- _Activity_:
Every line of the records below from the line with "const CHUNK_GAP_SAMPLES: usize = 7_200;" up to and including the line with "let Some(recording) = &self.recording" must be reproduced exactly, and no line outside that range.

Dataset entries
__________________________________________________

//! HTTP client for the council backend.
//!
//! `/api/podcast` turns a challenge into a scripted dialogue, `/api/tts`
//! renders one line on demand.

use std::time::Duration;

use async_trait::async_trait;
use serde::{Deserialize, Serialize};
use tracing::debug;

use crate::config::BackendConfig;
use crate::error::CouncilError;
use crate::generation::backoff;
use crate::persona::{PersonaId, Turn};
use crate::speech::{ClipSource, DialogueSource};

#[derive(Debug, Serialize)]
struct DialogueRequest<'a> {
    text: &'a str,
    turns: usize,
}

#[derive(Debug, Deserialize)]
struct DialogueResponse {
    #[serde(default)]
    turns: Vec<Turn>,
}

#[derive(Debug, Serialize)]
struct ClipRequest<'a> {
    speaker: PersonaId,
    text: &'a str,
}

#[derive(Debug, Deserialize)]
struct ClipResponse {
    #[serde(default, alias = "audioUrl")]
    audio_url: String,
}

pub struct CouncilBackend {
    client: reqwest::Client,
    api_base: String,
    max_retries: u32,
}

impl CouncilBackend {
    pub fn new(config: &BackendConfig) -> Result<Self, CouncilError> {
        let client = reqwest::Client::builder()
            .timeout(Duration::from_secs(config.timeout_secs))
            .connect_timeout(Duration::from_secs(config.connect_timeout_secs))
            .build()
            .map_err(|e| {
                CouncilError::ConfigError(format!("Failed to create HTTP client: {}", e))
            })?;

        Ok(Self {
            client,
            api_base: config.api_base.trim_end_matches('/').to_string(),
            max_retries: config.max_retries.max(1),
        })
    }

    pub fn api_base(&self) -> &str {
        &self.api_base
    }

    /// Absolute URL for a clip reference.
    pub fn clip_url(&self, audio_ref: &str) -> String {
        resolve_clip_url(&self.api_base, audio_ref)
    }

    async fn post_json<B, R>(&self, path: &str, body: &B) -> Result<R, CouncilError>
    where
        B: Serialize + ?Sized,
        R: for<'de> Deserialize<'de>,
    {
        let url = format!("{}{}", self.api_base, path);
        let mut last_error = None;

        for attempt in 0..self.max_retries {
            if attempt > 0 {
                tokio::time::sleep(backoff(attempt)).await;
            }

            let sent = self
                .client
                .post(&url)
                .json(body)
                .send()
                .await
                .and_then(|response| response.error_for_status());
            match sent {
                Ok(response) => return Ok(response.json::<R>().await?),
                Err(e) => {
                    debug!(%url, attempt, error = %e, "backend request failed");
                    last_error = Some(e);
                }
            }
        }

        Err(last_error.map(CouncilError::from).unwrap_or_else(|| {
            CouncilError::SourceUnavailable(format!("No response from {}", url))
        }))
    }
}

#[async_trait]
impl DialogueSource for CouncilBackend {
    async fn generate(&self, text: &str, turns: usize) -> Result<Vec<Turn>, CouncilError> {
        let response: DialogueResponse = self
            .post_json("/api/podcast", &DialogueRequest { text, turns })
            .await
            .map_err(|e| CouncilError::GenerationRequest(e.to_string()))?;
        debug!(turns = response.turns.len(), "dialogue received");
        Ok(response.turns)
    }
}

#[async_trait]
impl ClipSource for CouncilBackend {
    async fn request_clip(&self, speaker: PersonaId, text: &str) -> Result<String, CouncilError> {
        let request = ClipRequest { speaker, text };
        let response: ClipResponse = self
            .post_json("/api/tts", &request)
            .await
            .map_err(|e| CouncilError::SourceUnavailable(e.to_string()))?;

        let audio_ref = response.audio_url.trim();
        if audio_ref.is_empty() {
            return Err(CouncilError::SourceUnavailable(
                "backend returned no audio_url".to_string(),
            ));
        }
        Ok(audio_ref.to_string())
    }
}

/// Join a relative reference onto `api_base`; absolute URLs pass through.
pub fn resolve_clip_url(api_base: &str, audio_ref: &str) -> String {
    let audio_ref = audio_ref.trim();
    if audio_ref.starts_with("http://") || audio_ref.starts_with("https://") {
        return audio_ref.to_string();
    }
    format!(
        "{}/{}",
        api_base.trim_end_matches('/'),
        audio_ref.trim_start_matches('/')
    )
}

#[cfg(test)]
mod tests {
    use super::*;

    #[test]
    fn test_resolve_clip_url() {
        assert_eq!(
            resolve_clip_url("http://127.0.0.1:8000/", "/audio/1.mp3"),
            "http://127.0.0.1:8000/audio/1.mp3"
        );
        assert_eq!(
            resolve_clip_url("http://127.0.0.1:8000", "audio/1.mp3"),
            "http://127.0.0.1:8000/audio/1.mp3"
        );
        assert_eq!(
            resolve_clip_url("http://127.0.0.1:8000", "https://cdn.example/x.mp3"),
            "https://cdn.example/x.mp3"
        );
    }

    #[test]
    fn test_parse_dialogue_response() {
        let body = r#"{"turns":[
            {"speaker":"intuition","text":"I feel torn","audio_url":"/a.mp3"},
            {"speaker":"reason","text":"Let's weigh the options","audio_url":""},
            {"speaker":"fear","text":"What if?"}
        ]}"#;
        let response: DialogueResponse = serde_json::from_str(body).unwrap();

        assert_eq!(response.turns.len(), 3);
        assert_eq!(response.turns[0].speaker, PersonaId::Intuition);
        assert_eq!(response.turns[0].audio_ref(), Some("/a.mp3"));
        assert_eq!(response.turns[1].audio_ref(), None);
        assert_eq!(response.turns[2].audio_ref(), None);
    }

    #[test]
    fn test_missing_turns_is_empty() {
        let response: DialogueResponse = serde_json::from_str("{}").unwrap();
        assert!(response.turns.is_empty());
    }

    #[test]
    fn test_clip_request_body() {
        let body = serde_json::to_value(ClipRequest {
            speaker: PersonaId::Heart,
            text: "I feel hopeful.",
        })
        .unwrap();
        assert_eq!(
            body,
            serde_json::json!({"speaker": "Heart", "text": "I feel hopeful."})
        );
    }

    #[test]
    fn test_backend_trims_base() {
        let backend = CouncilBackend::new(&BackendConfig {
            api_base: "http://localhost:8000/".to_string(),
            ..BackendConfig::default()
        })
        .unwrap();
        assert_eq!(backend.api_base(), "http://localhost:8000");
        assert_eq!(backend.clip_url("/x.wav"), "http://localhost:8000/x.wav");
    }
}
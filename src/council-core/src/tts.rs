//! Local fallback speech using kokoro-tiny.

use std::path::Path;
use std::sync::{Arc, Mutex, PoisonError};
use std::time::Duration;

use async_trait::async_trait;
use kokoro_tiny::TtsEngine;
use tokio_util::sync::CancellationToken;
use tracing::{debug, info};

use crate::error::CouncilError;
use crate::speech::LocalSpeech;

/// Kokoro renders mono audio at 24 kHz.
pub const SAMPLE_RATE: u32 = 24_000;

/// Kokoro has a strict limit on input length.
const MAX_CHUNK_CHARS: usize = 200;
/// 0.3 s between chunks, otherwise words get clipped.
const CHUNK_GAP_SAMPLES: usize = 7_200;
/// 0.5 s after the last chunk.
const TRAILING_PAD_SAMPLES: usize = 12_000;
/// Silence between utterances in a saved recording.
const RECORDING_GAP_SECS: f32 = 0.8;

/// Speaks turns locally when no clip can be played.
pub struct KokoroSpeech {
    engine: Arc<Mutex<TtsEngine>>,
    catalog: Vec<String>,
    rate: f32,
    recording: Option<Mutex<Vec<Vec<f32>>>>,
    current: Mutex<CancellationToken>,
}

impl KokoroSpeech {
    /// Initialize the engine (downloads the model on first run).
    pub async fn new(rate: f32) -> Result<Self, CouncilError> {
        let engine = TtsEngine::new().await.map_err(|e| {
            CouncilError::SynthesisUnavailable(format!("Failed to initialize TTS: {}", e))
        })?;
        let catalog = engine.voices();
        info!(voices = catalog.len(), "local speech ready");

        Ok(Self {
            engine: Arc::new(Mutex::new(engine)),
            catalog,
            rate,
            recording: None,
            current: Mutex::new(CancellationToken::new()),
        })
    }

    /// Keep every utterance so the session can be saved afterwards.
    pub fn with_recording(mut self) -> Self {
        self.recording = Some(Mutex::new(Vec::new()));
        self
    }

    pub fn validate_voice(&self, voice_id: &str) -> Result<(), CouncilError> {
        if voice_id.is_empty() {
            return Err(CouncilError::SynthesisUnavailable(format!(
                "Voice ID cannot be empty. Available voices:\n{}",
                format_available_voices(&self.catalog)
            )));
        }
        if !self.catalog.iter().any(|v| v == voice_id) {
            return Err(CouncilError::SynthesisUnavailable(format!(
                "Unknown voice '{}'. Available voices:\n{}",
                voice_id,
                format_available_voices(&self.catalog)
            )));
        }
        Ok(())
    }

    /// Write the recorded utterances to `path`. Returns false if nothing was spoken.
    pub fn save_recording(&self, path: &Path) -> Result<bool, CouncilError> {
        let Some(recording) = &self.recording else {
            return Ok(false);
        };
        let segments = recording
            .lock()
            .unwrap_or_else(PoisonError::into_inner)
            .clone();
        if segments.is_empty() {
            return Ok(false);
        }

        let combined = combine_audio_segments(segments, RECORDING_GAP_SECS, SAMPLE_RATE);
        write_wav(path, &combined)?;
        info!(path = %path.display(), "recording saved");
        Ok(true)
    }

    fn fresh_token(&self) -> CancellationToken {
        let mut current = self.current.lock().unwrap_or_else(PoisonError::into_inner);
        *current = CancellationToken::new();
        current.clone()
    }
}

#[async_trait]
impl LocalSpeech for KokoroSpeech {
    fn voices(&self) -> Vec<String> {
        self.catalog.clone()
    }

    async fn speak(&self, text: &str, voice: Option<&str>) -> Result<(), CouncilError> {
        if let Some(voice) = voice {
            self.validate_voice(voice)?;
        }
        let token = self.fresh_token();

        let engine = Arc::clone(&self.engine);
        let owned_text = text.to_string();
        let owned_voice = voice.map(str::to_string);
        let synthesis = tokio::task::spawn_blocking(move || {
            synthesize_chunks(&engine, &owned_text, owned_voice.as_deref())
        });

        let samples = tokio::select! {
            _ = token.cancelled() => return Ok(()),
            joined = synthesis => joined
                .map_err(|e| CouncilError::SynthesisUnavailable(format!("Synthesis task failed: {}", e)))??,
        };
        let samples = adjust_audio_speed(samples, self.rate);

        debug!(samples = samples.len(), voice = ?voice, "speaking locally");
        play_out(&token, samples, self.recording.as_ref()).await;
        Ok(())
    }

    fn cancel(&self) {
        self.current
            .lock()
            .unwrap_or_else(PoisonError::into_inner)
            .cancel();
    }
}

/// Hold for the utterance, then record it if it was heard to the end.
async fn play_out(
    token: &CancellationToken,
    samples: Vec<f32>,
    recording: Option<&Mutex<Vec<Vec<f32>>>>,
) {
    tokio::select! {
        _ = token.cancelled() => return,
        _ = tokio::time::sleep(samples_duration(samples.len())) => {}
    }
    if let Some(recording) = recording {
        recording
            .lock()
            .unwrap_or_else(PoisonError::into_inner)
            .push(samples);
    }
}

fn synthesize_chunks(
    engine: &Mutex<TtsEngine>,
    text: &str,
    voice: Option<&str>,
) -> Result<Vec<f32>, CouncilError> {
    let mut engine = engine.lock().unwrap_or_else(PoisonError::into_inner);
    let mut all_samples = Vec::new();

    for chunk in split_into_chunks(text, MAX_CHUNK_CHARS) {
        let samples = engine
            .synthesize(&chunk, voice)
            .map_err(|e| CouncilError::SynthesisUnavailable(format!("Synthesis failed: {}", e)))?;
        all_samples.extend(samples);
        all_samples.extend(std::iter::repeat_n(0.0, CHUNK_GAP_SAMPLES));
    }

    if all_samples.is_empty() {
        return Err(CouncilError::SynthesisUnavailable(
            "Nothing to synthesize".to_string(),
        ));
    }
    all_samples.extend(std::iter::repeat_n(0.0, TRAILING_PAD_SAMPLES));
    Ok(all_samples)
}

fn format_available_voices(catalog: &[String]) -> String {
    let mut english: Vec<&String> = catalog
        .iter()
        .filter(|v| {
            v.starts_with("af_") || v.starts_with("am_") || v.starts_with("bf_") || v.starts_with("bm_")
        })
        .collect();
    english.sort();

    english
        .iter()
        .map(|v| format!("  - {}", v))
        .collect::<Vec<_>>()
        .join("\n")
}

fn samples_duration(samples: usize) -> Duration {
    Duration::from_secs_f64(samples as f64 / f64::from(SAMPLE_RATE))
}

fn flush(current: &mut String, chunks: &mut Vec<String>) {
    let trimmed = current.trim();
    if !trimmed.is_empty() {
        chunks.push(trimmed.to_string());
    }
    current.clear();
}

/// Split text into chunks that are safe for synthesis: sentences first, commas if needed.
fn split_into_chunks(text: &str, max_chars: usize) -> Vec<String> {
    let mut chunks = Vec::new();
    let mut current = String::new();

    for sentence in text.split_inclusive(&['.', '!', '?', ';'][..]) {
        let sentence = sentence.trim();
        if sentence.is_empty() {
            continue;
        }

        if current.len() + sentence.len() <= max_chars {
            current.push_str(sentence);
            current.push(' ');
            continue;
        }

        flush(&mut current, &mut chunks);
        if sentence.len() <= max_chars {
            current.push_str(sentence);
            current.push(' ');
            continue;
        }

        for part in sentence.split_inclusive(',') {
            let part = part.trim();
            if current.len() + part.len() > max_chars {
                flush(&mut current, &mut chunks);
            }
            current.push_str(part);
            current.push(' ');
        }
    }
    flush(&mut current, &mut chunks);

    chunks
}

/// Resample by linear interpolation. Rate < 1.0 is slower, > 1.0 faster.
pub fn adjust_audio_speed(samples: Vec<f32>, rate: f32) -> Vec<f32> {
    if (rate - 1.0).abs() < 0.001 || rate <= 0.0 {
        return samples;
    }

    let new_len = (samples.len() as f32 / rate) as usize;
    let mut result = Vec::with_capacity(new_len);

    for i in 0..new_len {
        let src_pos = i as f32 * rate;
        let src_idx = src_pos as usize;
        let frac = src_pos - src_idx as f32;

        if src_idx + 1 < samples.len() {
            result.push(samples[src_idx] * (1.0 - frac) + samples[src_idx + 1] * frac);
        } else if src_idx < samples.len() {
            result.push(samples[src_idx]);
        }
    }

    result
}

/// Join segments with `gap_seconds` of silence between them.
pub fn combine_audio_segments(
    segments: Vec<Vec<f32>>,
    gap_seconds: f32,
    sample_rate: u32,
) -> Vec<f32> {
    let gap_samples = (gap_seconds * sample_rate as f32) as usize;
    let mut combined = Vec::new();

    for (i, segment) in segments.into_iter().enumerate() {
        if i > 0 {
            combined.extend(std::iter::repeat_n(0.0, gap_samples));
        }
        combined.extend(segment);
    }

    combined
}

/// Mono 32-bit float WAV at [`SAMPLE_RATE`].
pub fn write_wav(path: &Path, samples: &[f32]) -> Result<(), CouncilError> {
    let spec = hound::WavSpec {
        channels: 1,
        sample_rate: SAMPLE_RATE,
        bits_per_sample: 32,
        sample_format: hound::SampleFormat::Float,
    };
    let mut writer = hound::WavWriter::create(path, spec)?;
    for &sample in samples {
        writer.write_sample(sample)?;
    }
    writer.finalize()?;
    Ok(())
}

/// File name for a saved session recording.
pub fn generate_output_filename(challenge: &str) -> String {
    let sanitized: String = challenge
        .chars()
        .map(|c| {
            if c.is_alphanumeric() || c == ' ' || c == '-' || c == '_' {
                c
            } else {
                '_'
            }
        })
        .take(50)
        .collect();

    format!("Council - {}.wav", sanitized.trim())
}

__________________________________________________

- _Answer section_:
const CHUNK_GAP_SAMPLES: usize = 7_200;
/// 0.5 s after the last chunk.
const TRAILING_PAD_SAMPLES: usize = 12_000;
/// Silence between utterances in a saved recording.
const RECORDING_GAP_SECS: f32 = 0.8;

/// Speaks turns locally when no clip can be played.
pub struct KokoroSpeech {
    engine: Arc<Mutex<TtsEngine>>,
    catalog: Vec<String>,
    rate: f32,
    recording: Option<Mutex<Vec<Vec<f32>>>>,
    current: Mutex<CancellationToken>,
}

impl KokoroSpeech {
    /// Initialize the engine (downloads the model on first run).
    pub async fn new(rate: f32) -> Result<Self, CouncilError> {
        let engine = TtsEngine::new().await.map_err(|e| {
            CouncilError::SynthesisUnavailable(format!("Failed to initialize TTS: {}", e))
        })?;
        let catalog = engine.voices();
        info!(voices = catalog.len(), "local speech ready");

        Ok(Self {
            engine: Arc::new(Mutex::new(engine)),
            catalog,
            rate,
            recording: None,
            current: Mutex::new(CancellationToken::new()),
        })
    }

    /// Keep every utterance so the session can be saved afterwards.
    pub fn with_recording(mut self) -> Self {
        self.recording = Some(Mutex::new(Vec::new()));
        self
    }

    pub fn validate_voice(&self, voice_id: &str) -> Result<(), CouncilError> {
        if voice_id.is_empty() {
            return Err(CouncilError::SynthesisUnavailable(format!(
                "Voice ID cannot be empty. Available voices:\n{}",
                format_available_voices(&self.catalog)
            )));
        }
        if !self.catalog.iter().any(|v| v == voice_id) {
            return Err(CouncilError::SynthesisUnavailable(format!(
                "Unknown voice '{}'. Available voices:\n{}",
                voice_id,
                format_available_voices(&self.catalog)
            )));
        }
        Ok(())
    }

    /// Write the recorded utterances to `path`. Returns false if nothing was spoken.
    pub fn save_recording(&self, path: &Path) -> Result<bool, CouncilError> {
        let Some(recording) = &self.recording else {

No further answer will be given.